Les ordinateurs qui communiquent entre eux sur un réseau ont besoin d’un secret partagé. Tout comme deux généraux spartiates nécessitant exactement le même code pour échanger des ordres, les appareils utilisant le chiffrement à clé symétrique doivent posséder des clés identiques pour sécuriser leurs données.
Cette méthode est simple. Un ordinateur prend un paquet d’informations et le brouille à l’aide d’une clé secrète avant de l’envoyer sur le réseau. L’ordinateur destinataire, détenant cette même clé, déchiffre les données. Si vous ne savez pas qui communiquera, vous ne pouvez pas préinstaller la clé. L’ensemble du système repose sur l’hypothèse que le code reste entre les deux points de terminaison.
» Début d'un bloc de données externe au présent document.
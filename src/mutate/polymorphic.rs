//! Baseline concrete Mutation Rule Set catalog.
//!
//! Every transform here is provably flag-neutral without looking at the next
//! instruction: a rule that can't prove the next instruction ignores a flag
//! must preserve that flag, and this catalog simply never emits a rewrite
//! whose flag effect differs from the original, so there is nothing to
//! prove. Branches and `ret` always degrade to identity (same kind, same
//! target/size class); the engine alone owns jump resolution and widening.

use rand::Rng;

use crate::decoder::flags::InstructionFlags;
use crate::error::ZergError;
use crate::graph::InstructionRecord;
use crate::mutate::MutationImpl;

#[derive(Clone)]
pub struct MutationConfig {
    /// Probability (0.0-1.0) of re-encoding an eligible instruction into an
    /// alternate but equivalent byte form.
    pub reencode_probability: f64,
    /// Insert a semantically inert NOP immediately before instructions this
    /// rule set otherwise leaves untouched, to grow the code stream.
    pub insert_junk_nops: bool,
}

impl Default for MutationConfig {
    fn default() -> Self {
        Self {
            reencode_probability: 0.5,
            insert_junk_nops: false,
        }
    }
}

pub struct PolymorphicMutation {
    pub config: MutationConfig,
}

impl PolymorphicMutation {
    pub fn new(config: MutationConfig) -> Self {
        Self { config }
    }
}

/// One of the four commutative ALU families whose `Ev,Gv` (opcode N) and
/// `Gv,Ev` (opcode N+2) forms compute the identical result and flags when
/// both operands are registers (ModR/M `mod == 11`): swapping which
/// register sits in the `reg` field and which sits in `rm` is a genuine
/// equivalent re-encoding, not a different instruction.
const COMMUTATIVE_EV_GV: [u8; 4] = [0x01, 0x09, 0x21, 0x31]; // ADD OR AND XOR, Ev,Gv
const COMMUTATIVE_GV_EV: [u8; 4] = [0x03, 0x0B, 0x23, 0x33]; // ADD OR AND XOR, Gv,Ev

/// Alternate fixed-length NOPs (single-instruction, modrm-based multi-byte
/// forms used by real assemblers for alignment padding). All are
/// architecturally inert.
const NOP_VARIANTS: &[&[u8]] = &[
    &[0x90],
    &[0x66, 0x90],
    &[0x0F, 0x1F, 0x00],
    &[0x0F, 0x1F, 0x40, 0x00],
    &[0x0F, 0x1F, 0x44, 0x00, 0x00],
];

impl MutationImpl for PolymorphicMutation {
    fn mutate(&self, record: &InstructionRecord, sink: &mut Vec<InstructionRecord>) -> Result<(), ZergError> {
        // Branches and returns: the engine owns their control-flow shape.
        // Rewriting them here would risk violating "exactly one branch in,
        // one branch out" or "ret stays ret" — pass through unchanged.
        if record.flags.is_branch() || record.flags.contains(InstructionFlags::IS_RET) {
            sink.push(record.clone());
            return Ok(());
        }

        let mut rng = rand::thread_rng();

        if self.config.insert_junk_nops {
            let variant = NOP_VARIANTS[rng.gen_range(0..NOP_VARIANTS.len())];
            sink.push(InstructionRecord::new(0, variant.to_vec(), InstructionFlags::IS_SYNTHETIC));
        }

        if rng.gen_bool(self.config.reencode_probability) {
            if let Some(bytes) = try_reencode(record) {
                let mut rewritten = record.clone();
                rewritten.set_bytes(&bytes);
                sink.push(rewritten);
                return Ok(());
            }
            if record.opcode == 0x90 {
                let variant = NOP_VARIANTS[rng.gen_range(0..NOP_VARIANTS.len())];
                let mut rewritten = record.clone();
                rewritten.set_bytes(variant);
                sink.push(rewritten);
                return Ok(());
            }
        }

        sink.push(record.clone());
        Ok(())
    }
}

/// Try to produce an equivalent alternate encoding for `record`. Returns
/// `None` when no rule in the catalog applies, in which case the caller
/// keeps the original bytes.
fn try_reencode(record: &InstructionRecord) -> Option<Vec<u8>> {
    let bytes = record.bytes();
    let modrm = record.modrm?;
    if modrm >> 6 != 0b11 {
        // Only register-register forms: memory operands carry SIB/disp
        // bytes whose positions this simple swap doesn't account for.
        return None;
    }

    if let Some(pos) = COMMUTATIVE_EV_GV.iter().position(|&op| op == record.opcode) {
        let swapped_opcode = COMMUTATIVE_GV_EV[pos];
        let reg = (modrm >> 3) & 0x7;
        let rm = modrm & 0x7;
        let swapped_modrm = 0b1100_0000 | (rm << 3) | reg;
        let mut out = bytes.to_vec();
        out[0] = swapped_opcode;
        out[1] = swapped_modrm;
        return Some(out);
    }
    if let Some(pos) = COMMUTATIVE_GV_EV.iter().position(|&op| op == record.opcode) {
        let swapped_opcode = COMMUTATIVE_EV_GV[pos];
        let reg = (modrm >> 3) & 0x7;
        let rm = modrm & 0x7;
        let swapped_modrm = 0b1100_0000 | (rm << 3) | reg;
        let mut out = bytes.to_vec();
        out[0] = swapped_opcode;
        out[1] = swapped_modrm;
        return Some(out);
    }

    None
}

#[cfg(test)]
mod tests {
    use super::*;
    use crate::decoder::decode_one;

    #[test]
    fn swaps_commutative_alu_register_form() {
        // add eax, ebx -> 01 D8 (Ev,Gv: rm=eax(0), reg=ebx(3))
        let rec = decode_one(&[0x01, 0xD8], 0).unwrap();
        let bytes = try_reencode(&rec).expect("commutative swap should apply");
        // Gv,Ev form: opcode 0x03, modrm reg=eax(0) rm=ebx(3) -> 0xC3
        assert_eq!(bytes, vec![0x03, 0xC3]);
    }

    #[test]
    fn leaves_memory_operand_untouched() {
        // add [eax], ebx -> 01 18 (mod=00, not eligible for the register swap)
        let rec = decode_one(&[0x01, 0x18], 0).unwrap();
        assert!(try_reencode(&rec).is_none());
    }

    #[test]
    fn branches_always_pass_through_identity() {
        let rec = decode_one(&[0xE9, 0x00, 0x00, 0x00, 0x00], 0).unwrap();
        let mut sink = Vec::new();
        let rule = PolymorphicMutation::new(MutationConfig::default());
        rule.mutate(&rec, &mut sink).unwrap();
        assert_eq!(sink.len(), 1);
        assert_eq!(sink[0].branch_kind, rec.branch_kind);
    }
}
//! The Mutation Engine — orchestrates the six phases that turn one code
//! region into a rewritten, relocatable byte stream plus the old-RVA →
//! new-RVA map the PE Fixup Layer consumes.
//!
//! `Engine::mutate` is a pure function of its inputs and the rule set: the
//! graph it builds is fully owned by the call and dropped on return. Only
//! the output buffer and [`RvaMap`] escape.

use std::collections::HashMap;

use crate::decoder::{self, flags::InstructionFlags};
use crate::error::ZergError;
use crate::graph::CodeGraph;
use crate::mutate::MutationImpl;

/// The engine's old-RVA → new-RVA function, valid only for instruction
/// heads. Both RVAs are relative to the code region's
/// own start (i.e. not yet adjusted by `ext_delta`/the image's section RVA).
#[derive(Debug, Default, Clone)]
pub struct RvaMap {
    old_to_new: HashMap<u32, u32>,
}

impl RvaMap {
    /// Returns `(old_rva, new_rva)` for the instruction head at `rva`, or
    /// `None` if `rva` is not the start of any record the engine emitted.
    pub fn get_idata_by_rva(&self, rva: u32) -> Option<(u32, u32)> {
        self.old_to_new.get(&rva).map(|&new_rva| (rva, new_rva))
    }

    pub fn lookup(&self, rva: u32) -> Option<u32> {
        self.old_to_new.get(&rva).copied()
    }

    pub fn is_empty(&self) -> bool {
        self.old_to_new.is_empty()
    }

    pub fn len(&self) -> usize {
        self.old_to_new.len()
    }
}

pub struct MutationOutput {
    pub bytes: Vec<u8>,
    pub entry_point_rva_out: u32,
    pub rva_map: RvaMap,
    /// Old RVAs of relative branches whose computed target fell inside the
    /// code region but didn't land on a decoded instruction head (a branch
    /// into the middle of an instruction). Left unresolved like any other
    /// out-of-region branch, but reported separately since it is the
    /// data-in-code/obfuscation case rather than an ordinary call/jump out
    /// of the mutated section.
    pub unresolved_in_region_branches: Vec<u32>,
}

pub struct Engine<'a> {
    rule_set: &'a dyn MutationImpl,
}

impl<'a> Engine<'a> {
    pub fn new(rule_set: &'a dyn MutationImpl) -> Self {
        Self { rule_set }
    }

    /// `ext_delta = new_section_rva - old_section_rva`, `ext_base =
    /// image_base + old_section_rva`. `ext_base` is not needed by any of the
    /// six phases below — every branch the graph tracks is RVA-relative and
    /// the old section never moves (it is renamed, not relocated) — so it
    /// is accepted for call-site symmetry with `ext_delta` and otherwise
    /// unused; see DESIGN.md.
    pub fn mutate(
        &mut self,
        input: &[u8],
        entry_point_rva_in: u32,
        ext_delta: i64,
        _ext_base: u64,
    ) -> Result<MutationOutput, ZergError> {
        if input.is_empty() {
            return Ok(MutationOutput {
                bytes: Vec::new(),
                entry_point_rva_out: entry_point_rva_in,
                rva_map: RvaMap::default(),
                unresolved_in_region_branches: Vec::new(),
            });
        }

        // Phase 1 — Decode.
        let mut old_graph = CodeGraph::new();
        let mut offset = 0usize;
        while offset < input.len() {
            let rec = decoder::decode_one(&input[offset..], offset as u32)?;
            let len = rec.length as usize;
            old_graph.append(rec);
            offset += len;
        }
        if offset != input.len() {
            return Err(ZergError::Graph(format!(
                "decode walk ended at offset {} but the region is {} bytes",
                offset,
                input.len()
            )));
        }
        if old_graph.lookup_old(entry_point_rva_in).is_none() {
            return Err(ZergError::Graph(format!(
                "entry point RVA 0x{:X} is not at an instruction boundary",
                entry_point_rva_in
            )));
        }

        // Phase 2 — Link.
        let unresolved_in_region_branches = old_graph.resolve_targets(input.len() as u32)?;

        // Phase 3 — Mutate.
        let mut new_graph = CodeGraph::new();
        let mut old_to_new_first: HashMap<usize, usize> = HashMap::new();
        for old_idx in old_graph.order() {
            let orig = old_graph.get(old_idx);
            let mut emitted = Vec::new();
            self.rule_set.mutate(orig, &mut emitted)?;
            // A rule set may legitimately emit zero replacement instructions
            // (delete the original outright); such a record simply has no
            // new-graph image and is absent from `old_to_new_first`. A
            // branch or ret emitting zero would violate the rule set's own
            // contract (MutationImpl requires exactly one branch/ret out),
            // and surfaces below as an unresolvable re-link rather than here.
            let mut first_new_idx = None;
            for (j, mut rewritten) in emitted.into_iter().enumerate() {
                if j == 0 {
                    rewritten.old_rva = orig.old_rva;
                    rewritten.flags.remove(InstructionFlags::IS_SYNTHETIC);
                } else {
                    rewritten.old_rva = 0;
                    rewritten.flags.insert(InstructionFlags::IS_SYNTHETIC);
                }
                let new_idx = new_graph.append(rewritten);
                if j == 0 {
                    first_new_idx = Some(new_idx);
                }
            }
            if let Some(first_new_idx) = first_new_idx {
                old_to_new_first.insert(old_idx, first_new_idx);
            }
        }

        // Re-link: each branch emitted for an original branch copied the
        // original's `target` (an *old*-graph index) via `Clone`; redirect
        // it to the new graph's image of that target. Both ends must have
        // survived mutation with a new-graph image: a rule set that drops a
        // branch, or drops an instruction that is itself a branch target, has
        // violated its own contract and is reported rather than panicked on.
        for old_idx in old_graph.order() {
            let orig = old_graph.get(old_idx);
            if !orig.flags.is_relative_branch() {
                continue;
            }
            let Some(old_target) = orig.target else { continue };
            let new_from = *old_to_new_first.get(&old_idx).ok_or_else(|| {
                ZergError::Graph(format!("rule set dropped a branch instruction at RVA 0x{:X}", orig.old_rva))
            })?;
            let new_to = *old_to_new_first.get(&old_target).ok_or_else(|| {
                ZergError::Graph(format!(
                    "rule set dropped the instruction at branch target RVA 0x{:X}",
                    old_graph.get(old_target).old_rva
                ))
            })?;
            new_graph.get_mut(new_from).target = Some(new_to);
            new_graph.get_mut(new_to).referrers.push(new_from);
        }

        // Phase 4 — Widen.
        new_graph.widen_all_branches();

        // Phase 5 — Layout.
        new_graph.layout();

        // Phase 6 — Emit.
        let total = new_graph.total_size() as usize;
        let mut output = Vec::with_capacity(total);
        for idx in new_graph.order() {
            let rec = new_graph.get(idx);
            let mut bytes = rec.bytes().to_vec();

            if let Some(target_idx) = rec.target {
                let target_new_rva = new_graph.get(target_idx).new_rva;
                let (off, len) = rec
                    .branch_kind
                    .disp_field()
                    .expect("a linked record is always a resolved branch");
                let disp = target_new_rva as i64 - (rec.new_rva as i64 + rec.length as i64);
                patch_disp(&mut bytes, off, len, disp)?;
            } else if rec.flags.is_relative_branch() {
                // Unresolved (external) branch: the absolute target is
                // unaffected by the mutation (the old section is renamed,
                // not relocated); only this instruction's own position
                // moved, by `ext_delta`, into the new section.
                let target = rec
                    .branch_target_rva
                    .expect("a relative branch always has a branch_target_rva");
                let disp = target as i64 - ext_delta - rec.new_rva as i64 - rec.length as i64;
                let (off, len) = rec
                    .branch_kind
                    .disp_field()
                    .expect("is_relative_branch implies a disp field");
                patch_disp(&mut bytes, off, len, disp)?;
            }

            output.extend_from_slice(&bytes);
        }

        let entry_old_idx = old_graph
            .lookup_old_index(entry_point_rva_in)
            .expect("entry point boundary was validated in phase 1");
        let entry_new_idx = old_to_new_first.get(&entry_old_idx).copied().ok_or_else(|| {
            ZergError::Graph(format!("rule set dropped the instruction at the entry point RVA 0x{:X}", entry_point_rva_in))
        })?;
        let entry_point_rva_out = new_graph.get(entry_new_idx).new_rva;

        let mut rva_map = RvaMap::default();
        for old_idx in old_graph.order() {
            let orig = old_graph.get(old_idx);
            // An instruction the rule set dropped has no new-graph image and
            // is simply absent from the map; downstream PE fixups treat a
            // missing entry the same as any other unresolved old RVA.
            if let Some(&new_idx) = old_to_new_first.get(&old_idx) {
                rva_map.old_to_new.insert(orig.old_rva, new_graph.get(new_idx).new_rva);
            }
        }

        Ok(MutationOutput {
            bytes: output,
            entry_point_rva_out,
            rva_map,
            unresolved_in_region_branches,
        })
    }
}

fn patch_disp(bytes: &mut [u8], offset: usize, len: usize, disp: i64) -> Result<(), ZergError> {
    if offset + len > bytes.len() {
        return Err(ZergError::Graph("branch displacement field out of bounds".into()));
    }
    match len {
        1 => {
            let v = i8::try_from(disp)
                .map_err(|_| ZergError::Graph(format!("rel8 displacement {} does not fit in 8 bits", disp)))?;
            bytes[offset] = v as u8;
        }
        4 => {
            let v = i32::try_from(disp)
                .map_err(|_| ZergError::Graph(format!("rel32 displacement {} does not fit in 32 bits", disp)))?;
            bytes[offset..offset + 4].copy_from_slice(&v.to_le_bytes());
        }
        _ => unreachable!("branch displacement fields are always 1 or 4 bytes"),
    }
    Ok(())
}

#[cfg(test)]
mod tests {
    use super::*;
    use crate::mutate::IdentityMutation;

    fn run(input: &[u8], entry: u32) -> MutationOutput {
        let rule = IdentityMutation;
        let mut engine = Engine::new(&rule);
        engine.mutate(input, entry, 0, 0).unwrap()
    }

    #[test]
    fn empty_region_round_trips() {
        let out = run(&[], 0);
        assert!(out.bytes.is_empty());
        assert_eq!(out.entry_point_rva_out, 0);
        assert!(out.rva_map.is_empty());
    }

    #[test]
    fn single_ret_is_unchanged_under_identity() {
        let out = run(&[0xC3], 0);
        assert_eq!(out.bytes, vec![0xC3]);
        assert_eq!(out.entry_point_rva_out, 0);
    }

    #[test]
    fn short_jmp_widens_to_rel32() {
        // jmp +0; ret
        let out = run(&[0xEB, 0x00, 0xC3], 0);
        assert_eq!(out.bytes, vec![0xE9, 0x00, 0x00, 0x00, 0x00, 0xC3]);
        assert_eq!(out.entry_point_rva_out, 0);
        assert_eq!(out.rva_map.lookup(0), Some(0));
        assert_eq!(out.rva_map.lookup(2), Some(5));
    }

    #[test]
    fn forward_and_backward_jcc_pair() {
        // je +2; nop; nop; ret
        let out = run(&[0x74, 0x02, 0x90, 0x90, 0xC3], 0);
        // jcc widens to 6 bytes (0F 8x + rel32); nop,nop,ret follow unchanged.
        assert_eq!(out.bytes[0], 0x0F);
        assert_eq!(out.bytes[1], 0x84);
        let disp = i32::from_le_bytes([out.bytes[2], out.bytes[3], out.bytes[4], out.bytes[5]]);
        assert_eq!(disp, 2);
        assert_eq!(&out.bytes[6..], &[0x90, 0x90, 0xC3]);
        assert_eq!(out.rva_map.lookup(2), Some(6));
        assert_eq!(out.rva_map.lookup(3), Some(7));
        assert_eq!(out.rva_map.lookup(4), Some(8));
    }

    #[test]
    fn external_branch_target_is_preserved_after_relocation() {
        // call rel32 to an absolute target 0x1000 bytes past the region end.
        let target: i32 = 0x1000 + 5;
        let mut input = vec![0xE8];
        input.extend_from_slice(&target.to_le_bytes());
        let rule = IdentityMutation;
        let mut engine = Engine::new(&rule);
        let ext_delta: i64 = 0x40; // new section sits 0x40 bytes after the old one
        let out = engine.mutate(&input, 0, ext_delta, 0).unwrap();
        let disp = i32::from_le_bytes([out.bytes[1], out.bytes[2], out.bytes[3], out.bytes[4]]);
        let reconstructed_target = ext_delta + out.bytes.len() as i64 + disp as i64;
        assert_eq!(reconstructed_target, target as i64);
    }

    #[test]
    fn entry_point_not_at_boundary_is_fatal() {
        let rule = IdentityMutation;
        let mut engine = Engine::new(&rule);
        // Two-byte instruction; entry point 1 lands mid-instruction.
        let err = engine.mutate(&[0x01, 0xD8], 1, 0, 0).unwrap_err();
        assert!(matches!(err, ZergError::Graph(_)));
    }

    #[test]
    fn branch_into_middle_of_instruction_is_reported_not_silently_dropped() {
        // add eax, ebx; jmp +0 targeting rva 1 (the modrm byte of the first
        // instruction) instead of any instruction head.
        let mut input = vec![0x01, 0xD8, 0xEB, 0xFD];
        input[3] = (1i32 - (input.len() as i32)) as u8;
        let out = run(&input, 0);
        assert_eq!(out.unresolved_in_region_branches, vec![2]);
    }

    #[test]
    fn legitimately_external_branch_is_not_reported_as_unresolved() {
        let out = run(&[0xE9, 0x00, 0x10, 0x00, 0x00], 0);
        assert!(out.unresolved_in_region_branches.is_empty());
    }
}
Pensez-y comme à un simple chiffre de substitution. Vous dites à un ami que chaque lettre de votre message doit être décalée de deux places dans l’alphabet. “A” devient “C”. “B” devient “D”. Vous envoyez le texte tronqué. Votre ami le remet en place. Pour quiconque intercepte le paquet, ce n’est que du bruit.
Les ordinateurs le font aussi. Mais au lieu d’un changement de deux lettres, ils utilisent des touches massives. Le premier algorithme majeur développé aux États-Unis fut le Data Encryption Standard, ou DES, approuvé dans les années 1970. Il utilisait une clé de 56 bits.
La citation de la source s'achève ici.